*Problem details*: Reply with only a number, the count of lines in the listing that include the word "LineEvent".
::::::::
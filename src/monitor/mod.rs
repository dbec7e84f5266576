// Copyright 2025 Lablup Inc. and Jeongkyu Shin
//
// Licensed under the Apache License, Version 2.0 (the "License");
// you may not use this file except in compliance with the License.
// You may obtain a copy of the License at
//
//     http://www.apache.org/licenses/LICENSE-2.0
//
// Unless required by applicable law or agreed to in writing, software
// distributed under the License is distributed on an "AS IS" BASIS,
// WITHOUT WARRANTIES OR CONDITIONS OF ANY KIND, either express or implied.
// See the License for the specific language governing permissions and
// limitations under the License.

//! Background line monitor for a remote shell.
//!
//! A [`LineMonitor`] owns a [`RemoteSession`]: it connects, starts a shell
//! fed by a script, and publishes every decoded output line into a
//! single-slot mailbox. Readers only ever see the most recent line; lines
//! overwritten before anyone looked are simply gone. The monitor stops on the
//! end-of-text sentinel, on end of stream, on a fault, or when asked to, and
//! every path runs the same cleanup exactly once before the task ends.

pub mod decoder;

pub use decoder::{LineDecoder, LineEvent, DEFAULT_MAX_LINE_BYTES, END_OF_TEXT};

use std::future::Future;
use std::sync::atomic::{AtomicBool, Ordering};
use std::sync::Arc;
use std::time::Duration;
use thiserror::Error;
use tokio::io::AsyncRead;
use tokio::sync::watch;
use tokio::task::{JoinError, JoinHandle};
use tokio_util::sync::CancellationToken;

use crate::ssh::{RemoteSession, StreamError, Transport, TransportError};

/// Lifecycle of a monitor task.
#[derive(Debug, Clone, Copy, PartialEq, Eq)]
pub enum MonitorState {
    /// Connecting and opening the shell.
    Starting,
    /// The shell is open and lines are being published.
    Streaming,
    /// Cleanup has finished; no more lines will be published.
    Stopped,
}

#[derive(Error, Debug)]
pub enum MonitorError {
    #[error("Failed to start the remote shell: {0}")]
    Transport(#[from] TransportError),

    #[error("Shell output stream failed: {0}")]
    Stream(#[from] StreamError),
}

/// Why the monitor stopped.
#[derive(Debug)]
pub enum MonitorOutcome {
    /// The remote side wrote the end-of-text sentinel.
    Sentinel,
    /// [`MonitorHandle::stop`] was called.
    Cancelled,
    /// The output ended without a sentinel.
    EndOfStream,
    Failed(MonitorError),
}

impl MonitorOutcome {
    pub fn is_failure(&self) -> bool {
        matches!(self, Self::Failed(_))
    }
}

/// What a finished monitor hands back.
#[derive(Debug)]
pub struct MonitorReport<T: Transport> {
    pub outcome: MonitorOutcome,
    pub lines_published: u64,
    /// Mailbox content at the time the monitor stopped.
    pub last_line: Option<String>,
    /// The session, already disconnected, for reuse or inspection.
    pub session: RemoteSession<T>,
}

/// Configures and starts a monitor.
pub struct LineMonitor<T: Transport> {
    session: RemoteSession<T>,
    script: Box<dyn AsyncRead + Send + Unpin>,
    max_line_bytes: usize,
}

impl<T: Transport> LineMonitor<T> {
    /// Monitor the shell that `session` opens with `script` as its stdin.
    pub fn new<R>(session: RemoteSession<T>, script: R) -> Self
    where
        R: AsyncRead + Send + Unpin + 'static,
    {
        Self {
            session,
            script: Box::new(script),
            max_line_bytes: DEFAULT_MAX_LINE_BYTES,
        }
    }

    /// Lines longer than this are published in pieces.
    pub fn max_line_bytes(mut self, max_line_bytes: usize) -> Self {
        self.max_line_bytes = max_line_bytes;
        self
    }

    /// Start the monitor task. Must be called from within a Tokio runtime.
    pub fn spawn(self) -> MonitorHandle<T> {
        let (latest_tx, latest_rx) = watch::channel(None);
        let (state_tx, state_rx) = watch::channel(MonitorState::Starting);
        let cancel = CancellationToken::new();
        let established = Arc::new(AtomicBool::new(false));

        let task = tokio::spawn(run(
            self,
            cancel.clone(),
            latest_tx,
            state_tx,
            established.clone(),
        ));

        MonitorHandle {
            latest: latest_rx,
            state: state_rx,
            cancel,
            established,
            task,
        }
    }
}

/// Caller's side of a running monitor.
pub struct MonitorHandle<T: Transport> {
    latest: watch::Receiver<Option<String>>,
    state: watch::Receiver<MonitorState>,
    cancel: CancellationToken,
    established: Arc<AtomicBool>,
    task: JoinHandle<MonitorReport<T>>,
}

impl<T: Transport> MonitorHandle<T> {
    /// The most recently published line, if any line was published yet.
    pub fn latest_line(&self) -> Option<String> {
        self.latest.borrow().clone()
    }

    /// Wait for a line newer than the last one this handle returned.
    ///
    /// Returns `None` once the monitor has stopped and every published line
    /// has been seen. Intermediate lines may be skipped.
    pub async fn next_line(&mut self) -> Option<String> {
        self.latest.changed().await.ok()?;
        self.latest.borrow_and_update().clone()
    }

    pub fn state(&self) -> MonitorState {
        *self.state.borrow()
    }

    pub fn is_streaming(&self) -> bool {
        self.state() == MonitorState::Streaming
    }

    /// Wait until the shell is open or the monitor gave up.
    ///
    /// Returns whether the shell was established, which stays true even if
    /// the monitor has already stopped again.
    pub async fn wait_until_streaming(&self) -> bool {
        let mut state = self.state.clone();
        let _ = state.wait_for(|s| *s != MonitorState::Starting).await;
        self.established.load(Ordering::SeqCst)
    }

    /// Ask the monitor to stop. Cleanup happens on the monitor task; use
    /// [`MonitorHandle::join`] to wait for it.
    pub fn stop(&self) {
        self.cancel.cancel();
    }

    pub fn is_finished(&self) -> bool {
        self.task.is_finished()
    }

    /// Wait for the monitor to finish and take back its session.
    pub async fn join(self) -> Result<MonitorReport<T>, JoinError> {
        self.task.await
    }

    /// Sample the latest line every `poll_interval` and hand each new value
    /// to `on_line` until the monitor finishes.
    ///
    /// `shutdown` is watched from the start, including while the session is
    /// still connecting; when it completes the monitor is stopped. The final
    /// line is always delivered before the report is returned.
    pub async fn follow<S, F>(
        self,
        poll_interval: Duration,
        shutdown: S,
        mut on_line: F,
    ) -> Result<MonitorReport<T>, JoinError>
    where
        S: Future<Output = ()>,
        F: FnMut(&str),
    {
        tokio::pin!(shutdown);
        let mut shown: Option<String> = None;

        let streaming = tokio::select! {
            streaming = self.wait_until_streaming() => streaming,
            _ = &mut shutdown => {
                tracing::info!("Shutdown requested before the shell started");
                self.stop();
                false
            }
        };

        if streaming {
            let mut ticker = tokio::time::interval(poll_interval.max(Duration::from_millis(1)));
            loop {
                tokio::select! {
                    _ = &mut shutdown => {
                        tracing::info!("Shutdown requested, stopping monitor");
                        self.stop();
                        break;
                    }
                    _ = ticker.tick() => {
                        let latest = self.latest_line();
                        if latest != shown {
                            if let Some(line) = &latest {
                                on_line(line);
                            }
                            shown = latest;
                        }
                        if self.is_finished() {
                            break;
                        }
                    }
                }
            }
        }

        let report = self.join().await?;
        if report.last_line != shown {
            if let Some(line) = &report.last_line {
                on_line(line);
            }
        }
        Ok(report)
    }
}

async fn run<T: Transport>(
    monitor: LineMonitor<T>,
    cancel: CancellationToken,
    latest: watch::Sender<Option<String>>,
    state: watch::Sender<MonitorState>,
    established: Arc<AtomicBool>,
) -> MonitorReport<T> {
    let LineMonitor {
        mut session,
        script,
        max_line_bytes,
    } = monitor;
    let mut lines_published = 0u64;

    let outcome = stream_lines(
        &mut session,
        script,
        max_line_bytes,
        &cancel,
        &latest,
        &state,
        &established,
        &mut lines_published,
    )
    .await;

    match &outcome {
        MonitorOutcome::Failed(e) => tracing::error!("Monitor failed: {}", e),
        other => tracing::info!(
            "Monitor finished ({:?}) after {} lines",
            other,
            lines_published
        ),
    }

    // The one and only cleanup pass.
    session.close_shell().await;
    if let Err(e) = session.disconnect().await {
        tracing::warn!("Ignoring error while disconnecting: {}", e);
    }
    state.send_replace(MonitorState::Stopped);

    let last_line = latest.borrow().clone();
    MonitorReport {
        outcome,
        lines_published,
        last_line,
        session,
    }
}

#[allow(clippy::too_many_arguments)]
async fn stream_lines<T: Transport>(
    session: &mut RemoteSession<T>,
    script: Box<dyn AsyncRead + Send + Unpin>,
    max_line_bytes: usize,
    cancel: &CancellationToken,
    latest: &watch::Sender<Option<String>>,
    state: &watch::Sender<MonitorState>,
    established: &AtomicBool,
    lines_published: &mut u64,
) -> MonitorOutcome {
    if cancel.is_cancelled() {
        return MonitorOutcome::Cancelled;
    }

    let opened = tokio::select! {
        biased;
        _ = cancel.cancelled() => return MonitorOutcome::Cancelled,
        opened = open(session, script) => opened,
    };
    let output = match opened {
        Ok(output) => output,
        Err(e) => return MonitorOutcome::Failed(e.into()),
    };

    established.store(true, Ordering::SeqCst);
    state.send_replace(MonitorState::Streaming);
    tracing::debug!("Monitoring shell {}", output.shell_id());

    let mut decoder = LineDecoder::new(output).with_max_line_bytes(max_line_bytes);
    loop {
        let event = tokio::select! {
            biased;
            _ = cancel.cancelled() => return MonitorOutcome::Cancelled,
            event = decoder.next_event() => event,
        };

        match event {
            Ok(LineEvent::Line(line)) => {
                tracing::debug!("{}", line);
                latest.send_replace(Some(line));
                *lines_published += 1;
            }
            Ok(LineEvent::Sentinel) => return MonitorOutcome::Sentinel,
            Ok(LineEvent::EndOfStream) => return MonitorOutcome::EndOfStream,
            Err(e) => {
                return MonitorOutcome::Failed(StreamError::io("reading shell output", e).into())
            }
        }
    }
}

async fn open<T: Transport>(
    session: &mut RemoteSession<T>,
    script: Box<dyn AsyncRead + Send + Unpin>,
) -> Result<crate::ssh::ShellOutput, TransportError> {
    session.connect().await?;
    session.open_shell(script).await
}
::::::::
*Answer to this task*: 4